Today, the House of Representatives debated a motion calling on the Government to release all refugees and people seeking asylum from indefinite detention who were moved to Australia for medical treatment.

The motion was moved by ALP MP Josh Burns and supported by MPs Ged Kearney, Alicia Payne and Sharon Claydon as well as spoken in favour of by independent MP Andrew Wilkie. It drew attention to the physical health risks of detention as well as the mental and psychological damage inflicted by indefinite detention. Debate on the motion was adjourned.

There are currently over 100 refugees and people seeking asylum who were moved from offshore to onshore detention because they needed urgent medical care, which they have not received. There are also over 200 people seeking asylum and refugees that are still held offshore against their will in Papua New Guinea and on Nauru.

New Zealand’s offer to resettle 150 refugees per year was also mentioned in the motion, and the Government was called on to immediately accept this long-standing offer.

There is overwhelming and sustained community support for the release of people from detention, some of whom have been locked up for 8 years.

The Time for a Home alliance of over 140 organisations and community networks, at the start of the year handed over a 36,923 strong petition to ALP, Greens and crossbench MPs. The petition called on the Government to release all people transferred from offshore processing from detention and resettle them in a safe, permanent home.

Last week the alliance hosted a rally in Canberra reaffirming this call, with 13 MPs and Senators from across the political spectrum attending the rally.

Jana Favero, Director of Advocacy and Campaigns at Asylum Seeker Resource Centre said: “We welcomed the release of nearly 100 medevac refugees from detention earlier this year and hoped this would continue. Unfortunately, the releases have come to a halt, leaving over 100 refugees trapped in detention, including 5 women.”

“Not only have they not been released, but they are not receiving the medical care they were transferred for. The cruelty must stop, the time has come for all people held in detention to be released.”

“Once released from detention, people seeking asylum and refugees need a permanent resettlement plan so they can begin to rebuild their lives. This includes access to an adequate safety net to prevent homelessness, hunger and illness.”

“Today we have seen politicians recognise the community’s calls to end the punitive, arbitrary indefinite detention regime.”

Sarah Dale, Director and Principal Solicitor at Refugee Advice and Casework Service said: “Many of these people have been held in detention for close to a decade because they dared to seek asylum in Australia; a country that is bound to protect them under International law.”

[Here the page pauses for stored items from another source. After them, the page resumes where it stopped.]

//! Layered error definitions
//!
//! Categorized by source: tag extraction / grouping / validation / structure

use thiserror::Error;

use crate::{SensorTypeCode, TagKind};

/// Unified compiler-path error type
#[derive(Debug, Error)]
pub enum BindingError {
    // ===== Tag Extraction Errors =====
    /// Tag lacks a resolvable sensor type
    #[error("no sensor type specified in #[{tag}] for method `{method}`: set a sensor type such as TYPE_ACCELEROMETER")]
    MissingSensorType { tag: TagKind, method: String },

    /// Tag arguments could not be parsed
    #[error("invalid #[{tag}] arguments on `{method}`: {message}")]
    TagSyntax {
        tag: TagKind,
        method: String,
        message: String,
    },

    // ===== Grouping Errors =====
    /// Two declarations claim the same (sensor type, tag kind) slot
    #[error("#[{tag}] is already bound for sensor type {sensor_type} on a different method in `{owner}` (`{method}`)")]
    DuplicateBinding {
        tag: TagKind,
        sensor_type: SensorTypeCode,
        owner: String,
        method: String,
    },

    // ===== Parameter Shape Errors =====
    /// Wrong parameter count for the tag kind
    #[error("#[{tag}] methods take exactly {expected} parameter(s) ({owner}::{method})")]
    ParameterCount {
        tag: TagKind,
        expected: usize,
        owner: String,
        method: String,
    },

    /// Wrong parameter types for the tag kind
    #[error("method parameters are not valid for #[{tag}]: expected ({expected}) ({owner}::{method})")]
    ParameterType {
        tag: TagKind,
        expected: String,
        owner: String,
        method: String,
    },

    // ===== Exclusivity Errors =====
    /// Change/accuracy tags target the significant-motion sensor type
    #[error("#[on_sensor_changed] and #[on_accuracy_changed] are not supported for TYPE_SIGNIFICANT_MOTION in `{owner}`; use #[on_trigger] instead")]
    NotTriggerTag { owner: String },

    /// Trigger tag targets a sensor type other than significant motion
    #[error("#[on_trigger] is only supported for TYPE_SIGNIFICANT_MOTION, found sensor type {sensor_type} in `{owner}`")]
    TriggerOnWrongSensor {
        owner: String,
        sensor_type: SensorTypeCode,
    },

    // ===== Delay Errors =====
    /// No usable delay for a periodic sensor type
    #[error("#[on_sensor_changed] or #[on_accuracy_changed] needs a delay value for sensor type {sensor_type} in `{owner}`")]
    UnresolvableDelay {
        owner: String,
        sensor_type: SensorTypeCode,
    },

    // ===== Reachability Errors =====
    /// Declaration not callable from the generated binder
    #[error("the method `{method}` can not be private or restricted; mark it pub or pub(crate) so the generated binder can call it")]
    RestrictedVisibility { method: String },

    /// Declaration has no body to call
    #[error("the method `{method}` has no body; tag the implementing method, not the trait declaration")]
    AbstractMethod { method: String },

    // ===== Structural Errors =====
    /// Tagged item is not a method-like executable member
    #[error("only methods taking &self can be tagged with #[{tag}] ({what})")]
    NotAMethod { tag: TagKind, what: String },

    /// Owning type of the tagged method cannot be determined
    #[error("can not find an owning type for `{method}`")]
    NoOwningType { method: String },

    /// Source file could not be parsed at all
    #[error("source parse error in '{unit}': {message}")]
    SourceParse { unit: String, message: String },

    // ===== General Errors =====
    /// IO error
    #[error("io error: {0}")]
    Io(#[from] std::io::Error),

    /// Other error
    #[error("{0}")]
    Other(String),
}

impl BindingError {
    /// Create duplicate-binding error
    pub fn duplicate_binding(
        tag: TagKind,
        sensor_type: SensorTypeCode,
        owner: impl Into<String>,
        method: impl Into<String>,
    ) -> Self {
        Self::DuplicateBinding {
            tag,
            sensor_type,
            owner: owner.into(),
            method: method.into(),
        }
    }

    /// Create tag-syntax error
    pub fn tag_syntax(
        tag: TagKind,
        method: impl Into<String>,
        message: impl Into<String>,
    ) -> Self {
        Self::TagSyntax {
            tag,
            method: method.into(),
            message: message.into(),
        }
    }

    /// Create source-parse error
    pub fn source_parse(unit: impl Into<String>, message: impl Into<String>) -> Self {
        Self::SourceParse {
            unit: unit.into(),
            message: message.into(),
        }
    }
}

“This motion today is welcome, but the need remains that there absolutely needs to be a permanent resettlement plan in place for people who continue to suffer under our hostile policies – both in the community and those experiencing indefinite detention.”

“Australia’s punitive policies allowing for indefinite detention and cruel treatment, simply for seeking safety has to stop.”

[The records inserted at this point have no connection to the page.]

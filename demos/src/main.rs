//! Mock Binding Demo
//!
//! Demonstrates the full loop: the binder generated at build time for
//! `AccelerometerMonitor` is registered, bound against a mock sensor
//! service, driven with events, and unbound. Runs without any real
//! platform sensor subsystem.
//!
//! Run with: cargo run --bin mock_binding_demo

mod monitor;

use std::sync::Arc;

use binder_runtime::mock::MockSensorService;
use binder_runtime::{BinderRegistry, SensorContext, SensorEvent, SensorHandle, TriggerEvent};
use contracts::{TYPE_ACCELEROMETER, TYPE_SIGNIFICANT_MOTION};

// Re-exported so the generated sibling module resolves `super::AccelerometerMonitor`.
pub use monitor::AccelerometerMonitor;

mod accelerometer_monitor_sensor_binder {
    include!(concat!(
        env!("OUT_DIR"),
        "/accelerometer_monitor_sensor_binder.rs"
    ));
}

fn main() -> Result<(), Box<dyn std::error::Error>> {
    // Initialize logging
    tracing_subscriber::fmt()
        .with_max_level(tracing::Level::INFO)
        .init();

    tracing::info!("Starting Mock Binding Demo");

    // ==== Stage 1: Registry with the generated binder ====
    let registry = BinderRegistry::new();
    accelerometer_monitor_sensor_binder::register(&registry);

    // ==== Stage 2: Mock sensor service with both sensors present ====
    let service = Arc::new(MockSensorService::with_sensors(vec![
        TYPE_ACCELEROMETER,
        TYPE_SIGNIFICANT_MOTION,
    ]));
    let context = SensorContext::new(service.clone());

    // ==== Stage 3: Bind and drive events ====
    let monitor = Arc::new(AccelerometerMonitor::new());
    registry.bind(&monitor, &context)?;

    service.deliver_sensor_event(TYPE_ACCELEROMETER, &SensorEvent::new(1_000, vec![0.1, 9.8, 0.3]));
    service.deliver_sensor_event(TYPE_ACCELEROMETER, &SensorEvent::new(2_000, vec![0.2, 9.7, 0.2]));
    service.deliver_accuracy_changed(&SensorHandle::new(TYPE_ACCELEROMETER, "accelerometer"), 3);

    // The trigger listener fires once and self-removes.
    service.fire_trigger(&TriggerEvent::new(3_000, vec![1.0]));
    service.fire_trigger(&TriggerEvent::new(4_000, vec![1.0]));

    registry.unbind(&monitor)?;
    tracing::info!(calls = ?service.calls(), "service call record after unbind");

    // ==== Stage 4: Same binder on a device without an accelerometer ====
    let bare_service = Arc::new(MockSensorService::with_sensors(vec![
        TYPE_SIGNIFICANT_MOTION,
    ]));
    let bare_context = SensorContext::new(bare_service.clone());

    let second = Arc::new(AccelerometerMonitor::new());
    registry.bind(&second, &bare_context)?;
    registry.unbind(&second)?;

    tracing::info!("Mock Binding Demo finished");
    Ok(())
}
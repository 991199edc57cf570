//! Error types for CLI operations.

use thiserror::Error;

/// CLI-specific error types
#[allow(dead_code)]
#[derive(Error, Debug)]
pub enum CliError {
    /// Source file not found
    #[error("Source file not found: {path}")]
    SourceNotFound { path: String },

    /// Source parsing error
    #[error("Failed to parse source: {message}")]
    SourceParse { message: String },

    /// Generation error
    #[error("Generation failed: {message}")]
    Generation { message: String },

    /// IO error
    #[error("IO error: {0}")]
    Io(#[from] std::io::Error),

    /// Generic error wrapper
    #[error("{0}")]
    Other(#[from] anyhow::Error),
}

#[allow(dead_code)]
impl CliError {
    pub fn source_not_found(path: impl Into<String>) -> Self {
        Self::SourceNotFound { path: path.into() }
    }

    pub fn source_parse(message: impl Into<String>) -> Self {
        Self::SourceParse {
            message: message.into(),
        }
    }

    pub fn generation(message: impl Into<String>) -> Self {
        Self::Generation {
            message: message.into(),
        }
    }
}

Dr Graham Thom, Refugee Adviser at Amnesty International Australia said: “The offer from New Zealand to take 150 refugees from offshore has been on the table since 2013. Talks are supposedly now, finally happening, but the details are vague. This Government needs to end the suffering now. It’s been eight long years – with alternatives like this on the table enough is enough.”

Marie Hapke, Representative from the Australian Refugee Action Network said: “The pointlessness and cruelty of long term administrative immigration detention has been brought to the attention of the public with the medical neglect of Tharnicaa Marugappan.  This family and hundreds of other refugees and people seeking asylum are unnecessarily held in costly detention when they could be living and working in the community while their visa status is determined.   It’s time for our government to accept our obligations to protect refugees, and allow them to settle in Australia or New Zealand.”

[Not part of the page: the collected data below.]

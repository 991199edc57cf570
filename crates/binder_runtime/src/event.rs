//! Platform event records and sensor handles.

use contracts::SensorTypeCode;

/// One periodic sensor event delivered to a registered listener
#[derive(Debug, Clone, PartialEq)]
pub struct SensorEvent {
    /// Delivery timestamp (nanoseconds, platform clock)
    pub timestamp: i64,

    /// Numeric value vector; layout depends on the sensor type
    pub values: Vec<f32>,
}

impl SensorEvent {
    /// Create an event record
    pub fn new(timestamp: i64, values: Vec<f32>) -> Self {
        Self { timestamp, values }
    }
}

/// The single event delivered to a one-shot trigger listener
#[derive(Debug, Clone, PartialEq)]
pub struct TriggerEvent {
    /// Delivery timestamp (nanoseconds, platform clock)
    pub timestamp: i64,

    /// Numeric value vector
    pub values: Vec<f32>,
}

impl TriggerEvent {
    /// Create a trigger event record
    pub fn new(timestamp: i64, values: Vec<f32>) -> Self {
        Self { timestamp, values }
    }
}

/// Handle to a concrete platform sensor
#[derive(Debug, Clone, PartialEq, Eq)]
pub struct SensorHandle {
    /// Sensor type code this handle resolves
    pub sensor_type: SensorTypeCode,

    /// Human-readable sensor name
    pub name: String,
}

impl SensorHandle {
    /// Create a handle for a sensor type
    pub fn new(sensor_type: SensorTypeCode, name: impl Into<String>) -> Self {
        Self {
            sensor_type,
            name: name.into(),
        }
    }
}
//! `generate` command implementation.

use anyhow::{Context, Result};
use tracing::{error, info, warn};

use crate::cli::GenerateArgs;
use crate::commands::load_units;

/// Execute the `generate` command
pub fn run_generate(args: &GenerateArgs) -> Result<()> {
    info!(out_dir = %args.out_dir.display(), dry_run = args.dry_run, "Generating sensor binders");

    let units = load_units(&args.inputs)?;
    let discovered = discovery::discover(units);

    for rejection in &discovered.rejections {
        error!(
            owner = rejection.owner.as_deref().unwrap_or("<unknown>"),
            error = %rejection.error,
            "binding rejected"
        );
    }

    let generated = synthesis::generate(&discovered.map);

    for failure in &generated.failures {
        error!(owner = %failure.owner, error = %failure.error, "generation aborted");
    }

    if args.dry_run {
        info!(
            artifacts = generated.artifacts.len(),
            "Dry run, nothing written"
        );
    } else if generated.artifacts.is_empty() {
        warn!("No binder artifacts to write");
    } else {
        std::fs::create_dir_all(&args.out_dir).with_context(|| {
            format!(
                "Failed to create output directory {}",
                args.out_dir.display()
            )
        })?;

        for artifact in &generated.artifacts {
            let path = artifact.write_to(&args.out_dir).with_context(|| {
                format!("Failed to write artifact for `{}`", artifact.owner)
            })?;
            info!(owner = %artifact.owner, path = %path.display(), "artifact written");
        }
    }

    let error_count = discovered.rejections.len() + generated.failures.len();
    if error_count > 0 {
        anyhow::bail!("Generation completed with {error_count} error(s)");
    }

    info!(
        types = generated.artifacts.len(),
        "Generation completed successfully"
    );
    Ok(())
}

#[cfg(test)]
mod tests {
    use super::*;
    use crate::cli::GenerateArgs;
    use std::fs;

    const TAGGED_SOURCE: &str = r#"
pub struct Monitor;

impl Monitor {
    #[on_sensor_changed(sensor_type = 1, delay = 3)]
    pub fn on_accel(&self, event: &SensorEvent) {}
}
"#;

    #[test]
    fn test_generate_writes_artifact() {
        let dir = tempfile::tempdir().unwrap();
        let src = dir.path().join("monitor.rs");
        fs::write(&src, TAGGED_SOURCE).unwrap();
        let out_dir = dir.path().join("out");

        let args = GenerateArgs {
            inputs: vec![src],
            out_dir: out_dir.clone(),
            dry_run: false,
        };
        run_generate(&args).unwrap();

        let generated = fs::read_to_string(out_dir.join("monitor_sensor_binder.rs")).unwrap();
        assert!(generated.contains("MonitorSensorBinder"));
    }

    #[test]
    fn test_dry_run_writes_nothing() {
        let dir = tempfile::tempdir().unwrap();
        let src = dir.path().join("monitor.rs");
        fs::write(&src, TAGGED_SOURCE).unwrap();
        let out_dir = dir.path().join("out");

        let args = GenerateArgs {
            inputs: vec![src],
            out_dir: out_dir.clone(),
            dry_run: true,
        };
        run_generate(&args).unwrap();

        assert!(!out_dir.exists());
    }

    #[test]
    fn test_invalid_binding_fails_command() {
        let dir = tempfile::tempdir().unwrap();
        let src = dir.path().join("bad.rs");
        fs::write(
            &src,
            r#"
pub struct Bad;
impl Bad {
    #[on_sensor_changed]
    pub fn on_changed(&self, event: &SensorEvent) {}
}
"#,
        )
        .unwrap();

        let args = GenerateArgs {
            inputs: vec![src],
            out_dir: dir.path().join("out"),
            dry_run: false,
        };
        let result = run_generate(&args);
        assert!(result.is_err());
    }
}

David Burke, Legal Director, Human Rights Law Centre said: “The ongoing detention of refugees who were transferred to Australia for medical treatment is cruel and entirely needless. They have already endured more than six years in Australia’s offshore detention camps before being brought here. Their physical and mental well-being has suffered, and many have been deliberately kept apart from their families. Prime Minister Morrison must immediately release the remaining people so they can begin to rebuild their lives permanently in safety.”